== Instructions to follow ==
Check each line below for the word "HashSet", and copy those that have it.

== Saved entries ==
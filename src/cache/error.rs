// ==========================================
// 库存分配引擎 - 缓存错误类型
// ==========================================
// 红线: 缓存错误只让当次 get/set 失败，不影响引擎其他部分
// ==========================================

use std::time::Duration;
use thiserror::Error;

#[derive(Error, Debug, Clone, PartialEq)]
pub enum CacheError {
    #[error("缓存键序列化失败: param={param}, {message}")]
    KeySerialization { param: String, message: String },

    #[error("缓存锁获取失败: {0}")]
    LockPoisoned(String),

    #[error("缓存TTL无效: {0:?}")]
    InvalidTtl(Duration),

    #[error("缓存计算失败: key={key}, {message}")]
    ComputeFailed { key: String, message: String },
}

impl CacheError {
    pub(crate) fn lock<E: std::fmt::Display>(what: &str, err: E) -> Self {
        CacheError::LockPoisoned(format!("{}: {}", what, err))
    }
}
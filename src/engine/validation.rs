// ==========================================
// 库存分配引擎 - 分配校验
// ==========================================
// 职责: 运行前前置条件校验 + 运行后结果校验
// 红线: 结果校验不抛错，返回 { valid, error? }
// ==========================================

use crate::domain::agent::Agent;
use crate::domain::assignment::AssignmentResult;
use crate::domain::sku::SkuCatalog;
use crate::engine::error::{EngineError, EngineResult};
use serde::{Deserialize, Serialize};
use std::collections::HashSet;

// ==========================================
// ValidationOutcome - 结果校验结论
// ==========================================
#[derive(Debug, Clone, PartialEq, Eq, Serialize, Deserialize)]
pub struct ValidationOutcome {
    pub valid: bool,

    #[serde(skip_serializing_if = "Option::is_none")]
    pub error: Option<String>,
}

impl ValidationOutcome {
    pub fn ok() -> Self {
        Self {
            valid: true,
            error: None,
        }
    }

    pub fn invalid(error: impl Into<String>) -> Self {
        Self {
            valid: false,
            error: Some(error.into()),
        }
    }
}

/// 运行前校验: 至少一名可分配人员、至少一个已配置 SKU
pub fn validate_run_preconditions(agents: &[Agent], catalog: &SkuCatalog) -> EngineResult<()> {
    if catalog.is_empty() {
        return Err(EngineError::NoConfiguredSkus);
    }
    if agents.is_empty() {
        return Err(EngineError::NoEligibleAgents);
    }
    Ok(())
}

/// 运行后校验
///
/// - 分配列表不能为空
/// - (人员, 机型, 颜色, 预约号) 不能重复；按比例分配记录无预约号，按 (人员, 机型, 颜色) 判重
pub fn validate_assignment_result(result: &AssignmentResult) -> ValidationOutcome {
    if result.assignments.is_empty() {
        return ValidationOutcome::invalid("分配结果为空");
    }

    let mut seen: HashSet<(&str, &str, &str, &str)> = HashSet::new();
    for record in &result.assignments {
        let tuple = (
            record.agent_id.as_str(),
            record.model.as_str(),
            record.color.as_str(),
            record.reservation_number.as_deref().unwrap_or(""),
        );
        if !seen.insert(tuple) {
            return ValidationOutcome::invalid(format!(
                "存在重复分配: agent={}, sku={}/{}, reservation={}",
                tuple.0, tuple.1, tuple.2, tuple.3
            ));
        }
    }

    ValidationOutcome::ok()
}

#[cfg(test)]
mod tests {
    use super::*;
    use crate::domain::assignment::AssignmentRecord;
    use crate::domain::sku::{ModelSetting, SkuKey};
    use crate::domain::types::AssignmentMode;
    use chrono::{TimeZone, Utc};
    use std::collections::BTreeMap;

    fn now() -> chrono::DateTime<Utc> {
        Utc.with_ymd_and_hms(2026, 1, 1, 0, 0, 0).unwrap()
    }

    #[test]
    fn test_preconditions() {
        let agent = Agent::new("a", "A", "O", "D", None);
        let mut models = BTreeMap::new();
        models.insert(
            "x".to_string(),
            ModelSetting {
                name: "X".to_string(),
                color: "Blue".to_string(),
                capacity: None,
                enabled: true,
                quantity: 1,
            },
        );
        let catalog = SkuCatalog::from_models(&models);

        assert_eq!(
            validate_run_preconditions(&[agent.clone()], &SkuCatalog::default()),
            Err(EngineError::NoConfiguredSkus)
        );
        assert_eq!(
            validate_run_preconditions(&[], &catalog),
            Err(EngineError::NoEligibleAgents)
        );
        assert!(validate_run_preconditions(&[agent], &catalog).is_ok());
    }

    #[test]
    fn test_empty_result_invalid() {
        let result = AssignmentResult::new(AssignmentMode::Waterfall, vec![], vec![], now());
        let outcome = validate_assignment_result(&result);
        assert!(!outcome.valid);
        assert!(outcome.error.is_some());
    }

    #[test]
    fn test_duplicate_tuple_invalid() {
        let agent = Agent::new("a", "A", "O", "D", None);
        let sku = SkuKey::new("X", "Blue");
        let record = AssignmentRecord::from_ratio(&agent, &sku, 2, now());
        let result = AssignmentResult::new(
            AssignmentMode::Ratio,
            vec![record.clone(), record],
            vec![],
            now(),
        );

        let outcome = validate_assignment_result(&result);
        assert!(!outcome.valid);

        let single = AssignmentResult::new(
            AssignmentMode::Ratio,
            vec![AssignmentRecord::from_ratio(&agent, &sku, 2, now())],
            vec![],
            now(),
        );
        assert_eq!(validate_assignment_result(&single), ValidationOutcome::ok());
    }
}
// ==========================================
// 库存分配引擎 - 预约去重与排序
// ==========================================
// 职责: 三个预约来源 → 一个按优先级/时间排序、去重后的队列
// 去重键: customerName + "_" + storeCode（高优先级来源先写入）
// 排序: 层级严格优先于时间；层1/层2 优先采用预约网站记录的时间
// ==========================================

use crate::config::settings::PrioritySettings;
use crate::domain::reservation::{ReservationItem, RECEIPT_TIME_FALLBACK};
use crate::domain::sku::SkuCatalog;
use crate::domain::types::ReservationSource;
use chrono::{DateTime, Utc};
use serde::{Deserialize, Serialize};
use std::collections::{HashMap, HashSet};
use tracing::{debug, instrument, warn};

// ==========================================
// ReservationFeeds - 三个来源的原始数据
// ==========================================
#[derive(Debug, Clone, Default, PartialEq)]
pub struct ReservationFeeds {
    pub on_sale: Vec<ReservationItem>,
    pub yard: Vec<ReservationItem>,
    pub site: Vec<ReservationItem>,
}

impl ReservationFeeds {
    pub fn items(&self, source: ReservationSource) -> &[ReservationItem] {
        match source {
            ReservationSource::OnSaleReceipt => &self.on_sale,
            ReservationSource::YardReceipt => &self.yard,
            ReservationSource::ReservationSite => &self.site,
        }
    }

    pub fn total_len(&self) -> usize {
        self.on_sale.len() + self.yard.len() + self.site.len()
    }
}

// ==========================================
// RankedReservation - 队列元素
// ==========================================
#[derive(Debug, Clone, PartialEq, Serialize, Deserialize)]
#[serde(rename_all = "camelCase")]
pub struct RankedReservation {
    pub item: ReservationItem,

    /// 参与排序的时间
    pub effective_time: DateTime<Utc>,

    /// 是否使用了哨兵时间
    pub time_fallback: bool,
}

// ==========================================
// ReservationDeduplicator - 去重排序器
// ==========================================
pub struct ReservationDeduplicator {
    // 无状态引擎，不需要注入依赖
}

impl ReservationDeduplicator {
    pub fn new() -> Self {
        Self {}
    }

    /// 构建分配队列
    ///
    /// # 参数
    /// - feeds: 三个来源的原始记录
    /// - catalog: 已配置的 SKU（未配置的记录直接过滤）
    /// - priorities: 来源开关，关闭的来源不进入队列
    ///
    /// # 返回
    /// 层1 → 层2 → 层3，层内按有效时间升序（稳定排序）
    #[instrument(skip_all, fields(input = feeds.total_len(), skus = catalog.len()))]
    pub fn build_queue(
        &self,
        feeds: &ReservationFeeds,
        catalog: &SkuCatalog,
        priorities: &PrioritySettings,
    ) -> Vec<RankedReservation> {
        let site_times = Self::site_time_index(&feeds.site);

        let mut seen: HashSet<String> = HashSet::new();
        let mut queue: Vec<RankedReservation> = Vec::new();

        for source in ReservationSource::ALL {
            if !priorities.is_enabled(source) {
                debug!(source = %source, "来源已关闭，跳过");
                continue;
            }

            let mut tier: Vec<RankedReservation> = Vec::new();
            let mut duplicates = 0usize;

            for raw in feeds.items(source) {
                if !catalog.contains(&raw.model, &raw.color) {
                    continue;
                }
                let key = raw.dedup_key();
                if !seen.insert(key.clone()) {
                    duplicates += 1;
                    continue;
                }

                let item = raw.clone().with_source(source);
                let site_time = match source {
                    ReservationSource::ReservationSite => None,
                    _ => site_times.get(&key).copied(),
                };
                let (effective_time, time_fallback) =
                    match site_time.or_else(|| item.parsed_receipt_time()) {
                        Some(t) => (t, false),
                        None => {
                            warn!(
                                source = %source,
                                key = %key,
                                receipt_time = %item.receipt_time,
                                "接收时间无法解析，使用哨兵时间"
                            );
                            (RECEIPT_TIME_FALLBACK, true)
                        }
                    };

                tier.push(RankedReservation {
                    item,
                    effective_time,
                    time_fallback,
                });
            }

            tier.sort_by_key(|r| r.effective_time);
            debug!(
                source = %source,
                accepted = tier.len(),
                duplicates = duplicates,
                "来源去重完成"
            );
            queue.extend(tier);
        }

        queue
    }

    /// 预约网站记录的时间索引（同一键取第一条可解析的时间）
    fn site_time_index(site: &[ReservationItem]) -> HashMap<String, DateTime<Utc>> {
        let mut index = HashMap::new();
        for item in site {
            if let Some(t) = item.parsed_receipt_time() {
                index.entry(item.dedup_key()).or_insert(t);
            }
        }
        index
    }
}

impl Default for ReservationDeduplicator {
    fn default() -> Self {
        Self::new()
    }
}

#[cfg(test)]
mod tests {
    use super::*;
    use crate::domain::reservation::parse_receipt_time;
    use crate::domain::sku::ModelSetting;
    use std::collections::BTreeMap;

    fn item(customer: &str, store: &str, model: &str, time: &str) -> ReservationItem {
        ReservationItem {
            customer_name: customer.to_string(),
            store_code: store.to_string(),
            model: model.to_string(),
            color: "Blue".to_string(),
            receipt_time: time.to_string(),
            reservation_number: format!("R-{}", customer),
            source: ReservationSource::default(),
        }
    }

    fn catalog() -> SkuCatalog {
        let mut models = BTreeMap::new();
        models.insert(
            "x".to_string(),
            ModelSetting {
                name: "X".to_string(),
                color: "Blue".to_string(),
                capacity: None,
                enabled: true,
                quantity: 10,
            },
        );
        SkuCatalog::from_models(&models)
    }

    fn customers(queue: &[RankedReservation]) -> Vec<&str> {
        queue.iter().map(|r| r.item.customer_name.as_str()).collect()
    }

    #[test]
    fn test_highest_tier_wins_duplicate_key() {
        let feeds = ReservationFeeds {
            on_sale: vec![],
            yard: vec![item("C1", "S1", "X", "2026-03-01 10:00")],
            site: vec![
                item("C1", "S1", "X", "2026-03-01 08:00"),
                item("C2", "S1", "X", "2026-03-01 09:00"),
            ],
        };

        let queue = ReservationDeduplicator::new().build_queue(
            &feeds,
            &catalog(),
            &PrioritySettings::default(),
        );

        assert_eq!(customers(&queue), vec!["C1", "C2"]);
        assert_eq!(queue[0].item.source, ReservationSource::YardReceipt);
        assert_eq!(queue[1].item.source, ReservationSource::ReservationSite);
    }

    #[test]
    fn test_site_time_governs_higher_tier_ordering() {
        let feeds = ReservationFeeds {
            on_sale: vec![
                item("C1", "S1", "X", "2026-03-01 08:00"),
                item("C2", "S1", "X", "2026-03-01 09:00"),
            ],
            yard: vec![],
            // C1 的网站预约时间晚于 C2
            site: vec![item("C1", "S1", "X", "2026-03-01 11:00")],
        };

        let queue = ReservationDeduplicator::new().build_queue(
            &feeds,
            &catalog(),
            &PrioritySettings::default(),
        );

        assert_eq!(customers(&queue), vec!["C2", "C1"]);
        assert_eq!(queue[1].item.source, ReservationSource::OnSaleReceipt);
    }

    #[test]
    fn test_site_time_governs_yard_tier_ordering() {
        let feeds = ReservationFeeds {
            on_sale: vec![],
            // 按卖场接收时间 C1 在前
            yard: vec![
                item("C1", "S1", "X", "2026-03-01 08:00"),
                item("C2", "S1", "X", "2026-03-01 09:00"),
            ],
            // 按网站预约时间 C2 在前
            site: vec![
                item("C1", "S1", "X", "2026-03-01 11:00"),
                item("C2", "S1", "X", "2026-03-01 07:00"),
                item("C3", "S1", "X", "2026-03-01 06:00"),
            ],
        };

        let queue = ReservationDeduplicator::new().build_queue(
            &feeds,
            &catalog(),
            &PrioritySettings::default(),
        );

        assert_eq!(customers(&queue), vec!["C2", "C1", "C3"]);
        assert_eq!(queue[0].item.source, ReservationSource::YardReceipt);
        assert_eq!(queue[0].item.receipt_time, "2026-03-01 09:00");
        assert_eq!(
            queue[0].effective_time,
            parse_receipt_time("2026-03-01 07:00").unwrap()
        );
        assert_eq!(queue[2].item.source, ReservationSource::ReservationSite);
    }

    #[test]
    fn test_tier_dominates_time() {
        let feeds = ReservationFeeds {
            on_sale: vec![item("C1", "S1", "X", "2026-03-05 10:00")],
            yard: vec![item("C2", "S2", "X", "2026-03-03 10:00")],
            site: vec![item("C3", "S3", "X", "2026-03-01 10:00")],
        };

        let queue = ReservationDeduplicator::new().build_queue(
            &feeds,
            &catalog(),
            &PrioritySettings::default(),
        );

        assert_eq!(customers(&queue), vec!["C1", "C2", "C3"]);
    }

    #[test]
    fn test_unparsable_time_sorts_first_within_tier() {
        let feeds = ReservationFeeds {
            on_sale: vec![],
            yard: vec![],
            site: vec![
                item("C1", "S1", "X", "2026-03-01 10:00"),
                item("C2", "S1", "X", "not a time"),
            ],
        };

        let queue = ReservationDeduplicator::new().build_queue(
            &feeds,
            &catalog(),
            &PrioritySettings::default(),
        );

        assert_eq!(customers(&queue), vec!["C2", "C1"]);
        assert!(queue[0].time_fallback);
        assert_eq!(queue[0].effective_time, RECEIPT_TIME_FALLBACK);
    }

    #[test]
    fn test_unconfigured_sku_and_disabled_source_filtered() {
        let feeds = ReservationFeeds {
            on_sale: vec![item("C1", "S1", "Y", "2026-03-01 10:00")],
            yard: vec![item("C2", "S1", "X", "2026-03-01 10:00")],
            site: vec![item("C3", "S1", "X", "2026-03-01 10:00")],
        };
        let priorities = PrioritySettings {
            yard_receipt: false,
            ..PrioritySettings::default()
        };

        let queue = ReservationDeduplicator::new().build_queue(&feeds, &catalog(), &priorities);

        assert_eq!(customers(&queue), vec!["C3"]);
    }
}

== Result below ==
use std::collections::HashSet;
    let mut seen: HashSet<(&str, &str, &str, &str)> = HashSet::new();
use std::collections::{HashMap, HashSet};
        let mut seen: HashSet<String> = HashSet::new();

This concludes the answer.